# What do betta eat? Do betta eat cricket?



## Nuttawet (Aug 18, 2009)

What do betta eat? Do betta eat cricket?


----------



## RandyTheBettaFish (Jul 11, 2012)

Bettas don't eat crickets!! They eat bloodworms, betta flakes and betta pellets, just to name a few. Betta fry can eat microworms or baby brine shrimp.


----------



## fishchick6485 (Aug 17, 2012)

They CANNOT eat crickets, it's very very bad for them because crickets can have diseases (even from pet stores) and can pose as a life threat for your betta, they will eat them cause they eat anything, but most of those things are life-threatening for them, they can eat betta fish food, like betta bits which they sell in petsmart and petco, and also other places if you bought your betta somewhere where its not petco or petsmart, they can also eat bloodworms, but only freezed or freezed-dried bloodworms because live ones can have diseases, they can also eat live baby brine shrimp, but its alot of care for them... so yeah, Hope I Helped! -FishChick6485


----------



## Nuttawet (Aug 18, 2009)

The smallest cricket is what i'm talking about, can betta eat smallest cricket?


----------



## RandyTheBettaFish (Jul 11, 2012)

NO! Don't even risk it, the fish might choke on the cricket.


----------



## Destinystar (May 26, 2012)

No way dont try or risk it !


----------



## kfryman (Nov 7, 2011)

In the wild they would eat bugs right? I don't see a problem with feeding a pin head, except where you get it from...

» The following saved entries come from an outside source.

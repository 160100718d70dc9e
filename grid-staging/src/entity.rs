use crate::identity::Identity;
use std::fmt;

/// Domain payload carried by a row.
///
/// Grouping, representative handling and business-key checks are all opt-in:
/// the defaults describe an ungrouped entity without a representative flag
/// or a business key.
pub trait Entity: Clone + fmt::Debug + Send + Sync {
    type GroupKey: Ord + Clone + fmt::Debug + Send + Sync;

    /// Name used in logs and violation messages, e.g. `"role"`.
    const KIND: &'static str;
    const REPRESENTATIVE_FIELD: &'static str = "is_representative";
    const BUSINESS_KEY_FIELD: &'static str = "code";

    fn group_key(&self) -> Option<Self::GroupKey> {
        None
    }

    /// `None` when the entity has no representative concept.
    fn is_representative(&self) -> Option<bool> {
        None
    }

    fn set_representative(&mut self, _representative: bool) {}

    fn sequence(&self) -> u32 {
        0
    }

    /// Seeds a freshly added row with its group and position in that group.
    fn place_in_group(&mut self, _key: Self::GroupKey, _sequence: u32) {}

    fn is_protected(&self) -> bool {
        false
    }

    fn business_key(&self) -> Option<String> {
        None
    }

    /// Names of required fields that are currently blank.
    fn missing_required(&self) -> Vec<&'static str>;
}

/// Entity of a detail collection whose rows reference a master row.
pub trait DetailEntity: Entity {
    fn master(&self) -> &Identity;

    fn bind_master(&mut self, master: Identity);
}

/// Blank-string check shared by `missing_required` implementations.
pub fn is_blank(value: &str) -> bool {
    value.trim().is_empty()
}
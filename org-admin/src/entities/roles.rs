use crate::http_client::Resource;
use grid_staging::entity::is_blank;
use grid_staging::identity::as_server_id;
use grid_staging::{DetailEntity, Entity, Identity};
use serde::{Deserialize, Serialize};

#[derive(Debug, Clone, Default, PartialEq, Eq, Serialize, Deserialize)]
#[serde(rename_all = "camelCase")]
pub struct Role {
    pub role_code: String,
    pub role_name: String,
    #[serde(default)]
    pub description: String,
    /// Built-in roles cannot be deleted from the console.
    #[serde(default)]
    pub is_system: bool,
}

impl Role {
    pub fn new(code: &str, name: &str) -> Self {
        Role {
            role_code: code.to_string(),
            role_name: name.to_string(),
            ..Role::default()
        }
    }

    pub fn system(mut self) -> Self {
        self.is_system = true;
        self
    }
}

impl Entity for Role {
    type GroupKey = ();

    const KIND: &'static str = "role";
    const BUSINESS_KEY_FIELD: &'static str = "roleCode";

    fn is_protected(&self) -> bool {
        self.is_system
    }

    fn business_key(&self) -> Option<String> {
        Some(self.role_code.trim().to_uppercase())
    }

    fn missing_required(&self) -> Vec<&'static str> {
        let mut missing = Vec::new();
        if is_blank(&self.role_code) {
            missing.push("roleCode");
        }
        if is_blank(&self.role_name) {
            missing.push("roleName");
        }
        missing
    }
}

impl Resource for Role {
    const PATH: &'static str = "roles";
}

/// Menu access granted to one role.
#[derive(Debug, Clone, PartialEq, Eq, Serialize, Deserialize)]
#[serde(rename_all = "camelCase")]
pub struct Permission {
    #[serde(rename = "roleId", with = "as_server_id")]
    pub role: Identity,
    pub menu_code: String,
    #[serde(default)]
    pub can_read: bool,
    #[serde(default)]
    pub can_write: bool,
}

impl Permission {
    pub fn new(role: Identity, menu_code: &str) -> Self {
        Permission {
            role,
            menu_code: menu_code.to_string(),
            can_read: true,
            can_write: false,
        }
    }

    pub fn writable(mut self) -> Self {
        self.can_write = true;
        self
    }
}

impl Entity for Permission {
    type GroupKey = Identity;

    const KIND: &'static str = "permission";
    const BUSINESS_KEY_FIELD: &'static str = "menuCode";

    fn group_key(&self) -> Option<Identity> {
        Some(self.role.clone())
    }

    // A menu may be granted to many roles, but only once per role.
    fn business_key(&self) -> Option<String> {
        if is_blank(&self.menu_code) {
            return None;
        }
        Some(format!("{}/{}", self.role.row_key(), self.menu_code.trim().to_uppercase()))
    }

    fn missing_required(&self) -> Vec<&'static str> {
        if is_blank(&self.menu_code) {
            vec!["menuCode"]
        } else {
            Vec::new()
        }
    }
}

impl DetailEntity for Permission {
    fn master(&self) -> &Identity {
        &self.role
    }

    fn bind_master(&mut self, master: Identity) {
        self.role = master;
    }
}

impl Resource for Permission {
    const PATH: &'static str = "permissions";
    const SCOPE_PARAM: Option<&'static str> = Some("roleId");
}

#[cfg(test)]
mod tests {
    use super::*;
    use grid_staging::ServerId;

    #[test]
    fn permission_wire_form_uses_the_role_server_id() {
        let permission = Permission::new(Identity::Server(ServerId::new("R1")), "USERS").writable();
        let json = serde_json::to_value(&permission).unwrap();
        assert_eq!(
            json,
            serde_json::json!({"roleId": "R1", "menuCode": "USERS", "canRead": true, "canWrite": true})
        );

        let back: Permission = serde_json::from_value(json).unwrap();
        assert_eq!(back, permission);
    }

    #[test]
    fn role_codes_compare_case_insensitively() {
        assert_eq!(Role::new(" adm ", "Admin").business_key(), Role::new("ADM", "Other").business_key());
        assert!(Role::new("ADM", "Admin").system().is_protected());
        assert_eq!(Role::default().missing_required(), vec!["roleCode", "roleName"]);
    }
}
//! Organisation admin console: role, permission and position grids on top
//! of the `grid-staging` engine, talking to the admin REST API.

pub mod config;
pub mod entities;
pub mod http_client;
pub mod notify;
pub mod screens;

pub use config::{ApiConfig, ConfigFormat, ConsoleConfig};
pub use entities::{Permission, Position, Role};
pub use http_client::{ApiClient, Resource, RestCollection};
pub use notify::{LogNotifier, Notification, NotificationQueue, NotificationSink, Severity};
pub use screens::{GridEvent, PositionAction, PositionLayout, PositionScreen, RoleAction, RolePermissionScreen};
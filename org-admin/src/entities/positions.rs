use crate::http_client::Resource;
use grid_staging::entity::is_blank;
use grid_staging::Entity;
use serde::{Deserialize, Serialize};

/// A position inside a concurrent-status group. Each group names exactly
/// one representative position.
#[derive(Debug, Clone, Default, PartialEq, Eq, Serialize, Deserialize)]
#[serde(rename_all = "camelCase")]
pub struct Position {
    pub concurrent_status_code: String,
    pub position_code: String,
    #[serde(default)]
    pub position_name: String,
    #[serde(default)]
    pub is_representative: bool,
    #[serde(default)]
    pub sequence: u32,
}

impl Position {
    pub fn new(status: &str, code: &str, representative: bool, sequence: u32) -> Self {
        Position {
            concurrent_status_code: status.to_string(),
            position_code: code.to_string(),
            position_name: String::new(),
            is_representative: representative,
            sequence,
        }
    }
}

impl Entity for Position {
    type GroupKey = String;

    const KIND: &'static str = "position";
    const REPRESENTATIVE_FIELD: &'static str = "isRepresentative";
    const BUSINESS_KEY_FIELD: &'static str = "positionCode";

    fn group_key(&self) -> Option<String> {
        Some(self.concurrent_status_code.clone())
    }

    fn is_representative(&self) -> Option<bool> {
        Some(self.is_representative)
    }

    fn set_representative(&mut self, representative: bool) {
        self.is_representative = representative;
    }

    fn sequence(&self) -> u32 {
        self.sequence
    }

    fn place_in_group(&mut self, key: String, sequence: u32) {
        self.concurrent_status_code = key;
        self.sequence = sequence;
    }

    fn business_key(&self) -> Option<String> {
        if is_blank(&self.position_code) {
            return None;
        }
        Some(format!("{}/{}", self.concurrent_status_code, self.position_code))
    }

    fn missing_required(&self) -> Vec<&'static str> {
        let mut missing = Vec::new();
        if is_blank(&self.concurrent_status_code) {
            missing.push("concurrentStatusCode");
        }
        if is_blank(&self.position_code) {
            missing.push("positionCode");
        }
        missing
    }
}

impl Resource for Position {
    const PATH: &'static str = "positions";
}
//! Deck - one playback channel of the graph
//!
//! The callback-side half of a deck: it owns the resident buffer, the
//! fractional frame cursor, the time/pitch unit and the EQ section, and
//! renders planar stereo blocks on demand. Everything it observes from the
//! control plane arrives through `DeckControls`; everything it reports
//! (position, end-of-track) leaves the same way.

use std::sync::Arc;

use crate::buffer::PreloadedBuffer;
use crate::control::DeckControls;
use crate::eq::ThreeBandEq;
use crate::timepitch::TimePitch;

/// Cents per semitone, the unit the time/pitch stage consumes.
const CENTS_PER_SEMITONE: f64 = 100.0;

pub struct Deck {
    controls: Arc<DeckControls>,
    buffer: Option<Arc<PreloadedBuffer>>,
    timepitch: TimePitch,
    eq: ThreeBandEq,
    cursor: f64,
    output_rate: u32,
}

impl Deck {
    pub fn new(controls: Arc<DeckControls>, output_rate: u32) -> Self {
        Self {
            controls,
            buffer: None,
            timepitch: TimePitch::new(),
            eq: ThreeBandEq::new(output_rate as f32),
            cursor: 0.0,
            output_rate,
        }
    }

    /// Swap in a freshly decoded buffer, returning the evicted one so the
    /// caller can route it off the audio thread for deallocation.
    pub(crate) fn install_buffer(
        &mut self,
        buffer: Arc<PreloadedBuffer>,
    ) -> Option<Arc<PreloadedBuffer>> {
        let evicted = self.buffer.replace(buffer);
        self.cursor = 0.0;
        self.timepitch.reset();
        self.eq.reset();
        evicted
    }

    /// Remove the current buffer, if any.
    pub(crate) fn eject(&mut self) -> Option<Arc<PreloadedBuffer>> {
        let evicted = self.buffer.take();
        self.cursor = 0.0;
        self.timepitch.reset();
        evicted
    }

    /// Render one planar stereo block.
    ///
    /// Advances the cursor by frames x tempo source frames (scaled by the
    /// track/device rate ratio) while playing; writes silence without
    /// advancing otherwise. Reaching the end of the buffer clears the
    /// playing flag and raises the one-shot ended edge.
    pub fn render(&mut self, out_l: &mut [f32], out_r: &mut [f32]) {
        let frames = out_l.len().min(out_r.len());

        if let Some(frame) = self.controls.take_seek() {
            let limit = self.buffer.as_ref().map(|b| b.frames()).unwrap_or(0);
            self.cursor = (frame as f64).min(limit as f64);
            self.timepitch.reset();
        }

        let Some(buffer) = self.buffer.clone() else {
            // No buffer while playing is an impossible state the callback
            // resolves by going silent.
            if self.controls.is_playing() {
                self.controls.set_playing(false);
            }
            silence(out_l, out_r, frames);
            self.controls.publish_position(0);
            return;
        };

        if !self.controls.is_playing() {
            silence(out_l, out_r, frames);
            self.controls.publish_position(self.cursor.round() as u64);
            return;
        }

        let rate_ratio = buffer.sample_rate() as f64 / self.output_rate as f64;
        let time_step = self.controls.tempo() as f64 * rate_ratio;
        let pitch_step =
            (self.controls.pitch() as f64 * CENTS_PER_SEMITONE / 1200.0).exp2() * rate_ratio;

        self.eq.update_gains(self.controls.eq_gains_db());

        let total = buffer.frames() as f64;
        let mut rendered = 0;
        while rendered < frames {
            let loop_region = self
                .controls
                .loop_region()
                .filter(|&(_, end)| self.cursor < end as f64);
            let boundary = loop_region.map(|(_, end)| end as f64).unwrap_or(total);

            let remaining_src = boundary - self.cursor;
            if remaining_src <= 0.0 {
                // Cursor already parked at the end: nothing left to pull.
                self.controls.set_playing(false);
                break;
            }
            let span = if time_step > 0.0 {
                ((remaining_src / time_step).ceil() as usize).max(1)
            } else {
                frames - rendered
            };
            let take = span.min(frames - rendered);

            self.timepitch.render(
                &buffer,
                &mut self.cursor,
                time_step,
                pitch_step,
                &mut out_l[rendered..rendered + take],
                &mut out_r[rendered..rendered + take],
            );
            rendered += take;

            match loop_region {
                Some((start, end)) if self.cursor >= end as f64 => {
                    self.cursor -= (end - start) as f64;
                    self.timepitch.reset();
                }
                _ => {
                    if self.cursor >= total {
                        self.cursor = total;
                        self.controls.set_playing(false);
                        self.controls.raise_ended();
                        break;
                    }
                }
            }
        }

        if rendered < frames {
            silence(&mut out_l[rendered..], &mut out_r[rendered..], frames - rendered);
        }

        if !self.eq.is_bypassable() {
            self.eq.process(&mut out_l[..frames], &mut out_r[..frames]);
        }

        self.controls.publish_position(self.cursor.round() as u64);
    }
}

fn silence(out_l: &mut [f32], out_r: &mut [f32], frames: usize) {
    for s in out_l.iter_mut().take(frames) {
        *s = 0.0;
    }
    for s in out_r.iter_mut().take(frames) {
        *s = 0.0;
    }
}
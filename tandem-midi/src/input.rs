//! MIDI input handling
//!
//! Raw bytes arrive in the midir driver callback, get parsed into
//! `MidiEvent`s, and are routed through the mapping table (or captured by
//! learn mode) into `ControlAction`s on a channel the control thread
//! drains. The driver callback never blocks: channel sends are try_send
//! and the mapping locks are uncontended control-plane mutexes.

use std::sync::Arc;

use crossbeam_channel::Sender;
use midir::{MidiInput, MidiInputConnection};
use parking_lot::Mutex;
use thiserror::Error;

use crate::actions::ControlAction;
use crate::mapping::{LearnedBinding, MappingTable, MidiLearn};

/// Device-level failures. Surfaced to the caller as "disconnected"; they
/// never reach the audio path.
#[derive(Error, Debug)]
pub enum MidiError {
    #[error("midi init failed: {0}")]
    Init(String),
    #[error("no midi input port matching '{0}'")]
    PortNotFound(String),
    #[error("midi connection failed: {0}")]
    Connection(String),
}

/// Parsed MIDI input message.
///
/// - Note Off: `0x8n note vel`
/// - Note On: `0x9n note vel` (velocity 0 is Note Off)
/// - Control Change: `0xBn cc val`
/// - Pitch Bend: `0xEn lsb msb`, 14-bit value 0-16383
#[derive(Debug, Clone, Copy, PartialEq, Eq)]
pub enum MidiEvent {
    NoteOn { channel: u8, note: u8, velocity: u8 },
    NoteOff { channel: u8, note: u8 },
    ControlChange { channel: u8, cc: u8, value: u8 },
    PitchBend { channel: u8, value: u16 },
}

impl MidiEvent {
    /// Parse one raw message. Unknown status bytes yield `None`.
    pub fn parse(data: &[u8]) -> Option<Self> {
        if data.len() < 3 {
            return None;
        }
        let channel = data[0] & 0x0F;
        match data[0] & 0xF0 {
            0x80 => Some(Self::NoteOff {
                channel,
                note: data[1],
            }),
            0x90 => {
                if data[2] == 0 {
                    Some(Self::NoteOff {
                        channel,
                        note: data[1],
                    })
                } else {
                    Some(Self::NoteOn {
                        channel,
                        note: data[1],
                        velocity: data[2],
                    })
                }
            }
            0xB0 => Some(Self::ControlChange {
                channel,
                cc: data[1],
                value: data[2],
            }),
            0xE0 => Some(Self::PitchBend {
                channel,
                value: (data[1] & 0x7F) as u16 | (((data[2] & 0x7F) as u16) << 7),
            }),
            _ => None,
        }
    }
}

/// Owns the midir connection for its lifetime.
pub struct MidiInputHandler {
    _connection: MidiInputConnection<()>,
    port_name: String,
}

impl MidiInputHandler {
    /// Names of the currently visible input ports.
    pub fn list_ports() -> Result<Vec<String>, MidiError> {
        let midi_in = MidiInput::new("tandem").map_err(|e| MidiError::Init(e.to_string()))?;
        Ok(midi_in
            .ports()
            .iter()
            .filter_map(|p| midi_in.port_name(p).ok())
            .collect())
    }

    /// Connect to the first port whose name contains `port_match`
    /// (case-insensitive; empty string takes the first port).
    ///
    /// Mapped events land on `action_tx`; while learn mode is armed the
    /// next note/CC is captured into the table instead and reported on
    /// `learned_tx`.
    pub fn connect(
        port_match: &str,
        mapping: Arc<Mutex<MappingTable>>,
        learn: Arc<Mutex<MidiLearn>>,
        action_tx: Sender<ControlAction>,
        learned_tx: Sender<LearnedBinding>,
    ) -> Result<Self, MidiError> {
        let midi_in = MidiInput::new("tandem").map_err(|e| MidiError::Init(e.to_string()))?;

        let wanted = port_match.to_ascii_lowercase();
        let ports = midi_in.ports();
        let port = ports
            .iter()
            .find(|p| {
                midi_in
                    .port_name(p)
                    .map(|name| wanted.is_empty() || name.to_ascii_lowercase().contains(&wanted))
                    .unwrap_or(false)
            })
            .ok_or_else(|| MidiError::PortNotFound(port_match.to_string()))?;
        let port_name = midi_in
            .port_name(port)
            .unwrap_or_else(|_| "unknown".to_string());

        let connection = midi_in
            .connect(
                port,
                "tandem-input",
                move |_timestamp, bytes, _| {
                    let Some(event) = MidiEvent::parse(bytes) else {
                        return;
                    };
                    tracing::trace!(?event, "midi in");

                    if let Some(binding) = learn.lock().observe(&event) {
                        mapping.lock().apply(binding.key, binding.target);
                        tracing::info!(?binding.key, ?binding.target, "midi learn captured");
                        let _ = learned_tx.try_send(binding);
                        return;
                    }

                    match mapping.lock().map_event(&event) {
                        Some(action) => {
                            if action_tx.try_send(action).is_err() {
                                tracing::warn!("action channel full, midi message dropped");
                            }
                        }
                        None => tracing::trace!(?event, "unmapped midi message"),
                    }
                },
                (),
            )
            .map_err(|e| MidiError::Connection(e.to_string()))?;

        tracing::info!(port = %port_name, "midi input connected");
        Ok(Self {
            _connection: connection,
            port_name,
        })
    }

    pub fn port_name(&self) -> &str {
        &self.port_name
    }
}

#[cfg(test)]
mod tests {
    use super::*;

    #[test]
    fn test_parse_note_on() {
        let event = MidiEvent::parse(&[0x90, 0x3C, 0x7F]).unwrap();
        assert_eq!(
            event,
            MidiEvent::NoteOn {
                channel: 0,
                note: 0x3C,
                velocity: 0x7F
            }
        );
    }

    #[test]
    fn test_parse_note_on_zero_velocity_is_note_off() {
        let event = MidiEvent::parse(&[0x91, 0x3C, 0x00]).unwrap();
        assert_eq!(
            event,
            MidiEvent::NoteOff {
                channel: 1,
                note: 0x3C
            }
        );
    }

    #[test]
    fn test_parse_note_off() {
        let event = MidiEvent::parse(&[0x82, 0x40, 0x40]).unwrap();
        assert_eq!(
            event,
            MidiEvent::NoteOff {
                channel: 2,
                note: 0x40
            }
        );
    }

    #[test]
    fn test_parse_control_change() {
        let event = MidiEvent::parse(&[0xB3, 0x07, 0x64]).unwrap();
        assert_eq!(
            event,
            MidiEvent::ControlChange {
                channel: 3,
                cc: 0x07,
                value: 0x64
            }
        );
    }

    #[test]
    fn test_parse_pitch_bend_14_bit() {
        // lsb=0x68, msb=0x3F -> 0x3F << 7 | 0x68 = 8168
        let event = MidiEvent::parse(&[0xE0, 0x68, 0x3F]).unwrap();
        assert_eq!(
            event,
            MidiEvent::PitchBend {
                channel: 0,
                value: 8_168
            }
        );

        let max = MidiEvent::parse(&[0xE1, 0x7F, 0x7F]).unwrap();
        assert_eq!(
            max,
            MidiEvent::PitchBend {
                channel: 1,
                value: 16_383
            }
        );
    }

    #[test]
    fn test_parse_ignores_unknown_and_short() {
        assert_eq!(MidiEvent::parse(&[0xF8]), None);
        assert_eq!(MidiEvent::parse(&[0xA0, 0x01, 0x02]), None);
        assert_eq!(MidiEvent::parse(&[0x90, 0x3C]), None);
    }
}
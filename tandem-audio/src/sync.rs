//! Beat synchronisation
//!
//! Matches a follower deck's effective tempo to a leader and lines their
//! beat phases up. The phase seek aims where the leader will be once the
//! follower's seek becomes audible, not where the leader is now; without
//! that lead every sync lands late by one callback-plus-schedule interval.

use crate::engine::DeckHandle;

/// Bounded wall time between issuing a seek and hearing it: one callback
/// period plus one buffer schedule. A host-measured value can replace this
/// estimate without touching the algorithm.
pub const SEEK_LATENCY_SECS: f64 = 0.100;

/// Fractional position within the current beat, in [0, 1).
pub fn beat_phase(time_secs: f64, bpm: f64) -> f64 {
    (time_secs * bpm / 60.0).fract()
}

/// Normalise a raw phase difference into (-0.5, 0.5], picking the shorter
/// rotation.
pub fn wrap_phase_delta(delta: f64) -> f64 {
    let mut d = delta;
    if d > 0.5 {
        d -= 1.0;
    } else if d <= -0.5 {
        d += 1.0;
    }
    d
}

/// Sync `follower` to `leader`: tempo first, then beat phase if the
/// follower is rolling. Missing BPM on either side logs and no-ops.
pub fn sync_decks(follower: &DeckHandle, leader: &DeckHandle) {
    let (Some(leader_bpm), Some(follower_original)) =
        (leader.effective_bpm(), follower.original_bpm())
    else {
        tracing::warn!(
            follower = ?follower.id(),
            leader = ?leader.id(),
            "sync skipped: missing BPM"
        );
        return;
    };

    let tempo = (leader_bpm / follower_original).clamp(0.5, 2.0);
    follower.set_tempo(tempo);

    if !follower.is_playing() {
        return;
    }

    let leader_bpm = leader_bpm as f64;
    let follower_bpm = (follower_original * tempo) as f64;

    let leader_phase = beat_phase(leader.current_seconds(), leader_bpm);
    let follower_phase = beat_phase(follower.current_seconds(), follower_bpm);

    // Where the leader's phase will be once the follower's seek lands.
    let predicted = (leader_phase + SEEK_LATENCY_SECS * leader_bpm / 60.0).fract();
    let delta = wrap_phase_delta(predicted - follower_phase);

    let shift_secs = delta * 60.0 / follower_bpm;
    let target = follower.current_seconds() + shift_secs;
    if target < 0.0 {
        tracing::debug!(seek_target = target, "sync phase seek skipped: behind track start");
        return;
    }
    follower.seek_seconds(target);
}

#[cfg(test)]
mod tests {
    use super::*;
    use crate::buffer::{PreloadedBuffer, Track};
    use crate::engine::Engine;
    use std::path::PathBuf;
    use std::sync::Arc;

    fn silent_buffer(seconds: f64, rate: u32) -> Arc<PreloadedBuffer> {
        let frames = (seconds * rate as f64) as usize;
        Arc::new(PreloadedBuffer::new(vec![vec![0.0; frames]], rate))
    }

    fn bpm_track(bpm: Option<f32>) -> Arc<Track> {
        let mut track = Track::new(PathBuf::from("/sync.wav"));
        track.bpm = bpm;
        Arc::new(track)
    }

    #[test]
    fn test_phase_wraps_into_unit_interval() {
        assert!((beat_phase(0.0, 128.0) - 0.0).abs() < 1e-12);
        let phi = beat_phase(10.0, 128.0);
        assert!((0.0..1.0).contains(&phi));
    }

    #[test]
    fn test_wrap_picks_shorter_rotation() {
        assert!((wrap_phase_delta(0.75) - (-0.25)).abs() < 1e-12);
        assert!((wrap_phase_delta(-0.75) - 0.25).abs() < 1e-12);
        assert!((wrap_phase_delta(0.25) - 0.25).abs() < 1e-12);
        assert!((wrap_phase_delta(0.5) - 0.5).abs() < 1e-12);
        assert!((wrap_phase_delta(-0.5) - 0.5).abs() < 1e-12);
    }

    #[test]
    fn test_sync_matches_effective_bpm_exactly() {
        let (_state, handle) = Engine::new(48_000);
        handle
            .deck_a
            .load(bpm_track(Some(128.0)), silent_buffer(30.0, 44_100));
        handle
            .deck_b
            .load(bpm_track(Some(100.0)), silent_buffer(30.0, 44_100));

        sync_decks(&handle.deck_b, &handle.deck_a);

        let expected = (128.0f32 / 100.0).clamp(0.5, 2.0);
        assert_eq!(handle.deck_b.tempo(), expected);
        assert_eq!(handle.deck_b.effective_bpm(), Some(expected * 100.0));
    }

    #[test]
    fn test_sync_clamps_extreme_ratio() {
        let (_state, handle) = Engine::new(48_000);
        handle
            .deck_a
            .load(bpm_track(Some(180.0)), silent_buffer(30.0, 44_100));
        handle
            .deck_b
            .load(bpm_track(Some(60.0)), silent_buffer(30.0, 44_100));

        sync_decks(&handle.deck_b, &handle.deck_a);
        assert_eq!(handle.deck_b.tempo(), 2.0);
    }

    #[test]
    fn test_sync_without_bpm_is_noop() {
        let (_state, handle) = Engine::new(48_000);
        handle
            .deck_a
            .load(bpm_track(None), silent_buffer(30.0, 44_100));
        handle
            .deck_b
            .load(bpm_track(Some(100.0)), silent_buffer(30.0, 44_100));

        sync_decks(&handle.deck_b, &handle.deck_a);
        assert_eq!(handle.deck_b.tempo(), 1.0);
    }

    #[test]
    fn test_paused_follower_gets_tempo_but_no_seek() {
        let (_state, handle) = Engine::new(48_000);
        handle
            .deck_a
            .load(bpm_track(Some(128.0)), silent_buffer(30.0, 44_100));
        handle
            .deck_b
            .load(bpm_track(Some(100.0)), silent_buffer(30.0, 44_100));
        handle.deck_b.seek_seconds(5.0);

        sync_decks(&handle.deck_b, &handle.deck_a);
        assert!((handle.deck_b.current_seconds() - 5.0).abs() < 1e-6);
        assert!((handle.deck_b.tempo() - 1.28).abs() < 1e-6);
    }

    #[test]
    fn test_sync_aligns_phase_with_latency_lead() {
        let (_state, handle) = Engine::new(48_000);
        handle
            .deck_a
            .load(bpm_track(Some(128.0)), silent_buffer(60.0, 44_100));
        handle
            .deck_b
            .load(bpm_track(Some(100.0)), silent_buffer(60.0, 44_100));

        handle.deck_a.seek_seconds(10.0);
        handle.deck_b.seek_seconds(1.37);
        handle.deck_a.play();
        handle.deck_b.play();

        sync_decks(&handle.deck_b, &handle.deck_a);

        // The follower's new phase must equal the leader's phase predicted
        // one seek latency ahead, at the matched tempo.
        let follower_bpm = 100.0f64 * handle.deck_b.tempo() as f64;
        let leader_phase = beat_phase(10.0 + SEEK_LATENCY_SECS, 128.0);
        let follower_phase = beat_phase(handle.deck_b.current_seconds(), follower_bpm);
        let residual = wrap_phase_delta(leader_phase - follower_phase).abs();
        // Seek targets quantise to one source frame.
        assert!(residual < 1e-3, "residual phase error {residual}");
    }

    #[test]
    fn test_sync_skips_seek_behind_track_start() {
        let (_state, handle) = Engine::new(48_000);
        handle
            .deck_a
            .load(bpm_track(Some(70.0)), silent_buffer(60.0, 44_100));
        handle
            .deck_b
            .load(bpm_track(Some(70.0)), silent_buffer(60.0, 44_100));

        // Follower right at the start, leader deep into a beat behind it:
        // the shorter rotation would pull the follower negative.
        handle.deck_a.seek_seconds(0.45);
        handle.deck_b.seek_seconds(0.0);
        handle.deck_a.play();
        handle.deck_b.play();

        sync_decks(&handle.deck_b, &handle.deck_a);
        assert!(handle.deck_b.current_seconds() >= 0.0);
    }
}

I wouldn't feed crickets just because of the conditions they are kept in, usually there are tons of dead crickets in the place they are kept, hunting at bad care, malnutrition, and disease. If you were to breed them I don't see a problem.


----------



## Nuttawet (Aug 18, 2009)

I get them from Petco.


----------



## fishchick6485 (Aug 17, 2012)

Who cares if you get them from petco- not to be rude, but crickets are NOT for bettas, they would be for 10+ inches of fish, a bettas stomach is the size of their eye, and a small cricket would be 2 or 3 times more then their eye! Their for bigger fish like black knife fish all grown out or a catfish that gets to 14 inches, but I forget the catfishes name... just for example.... so anyway, as I have said, if you buy them at petco, then they DO have pellet-food for betta fish or bloodworms! just no crickets, cause crickets are for reptiles and HUGE fish, so don't think about it. Not to be a know-it-all, im just sayin' the truth!


----------



## DragonFish (Mar 31, 2009)

I have a Leopard Gecko, and when she was younger and ate the smaller crickets they used to get out a lot. Once one ended up in one of my fish tanks, and by the time I noticed my little Delta boy had eaten about half of it and was then carrying it around in his mouth, spitting it out, picking it back up...and kinda playing with it and picking it apart. And nothing negative came from the experience...when he got bored I picked out what was left of the cricket and that was that. The cricket was a little large, your standard small size, but no one died, lol. 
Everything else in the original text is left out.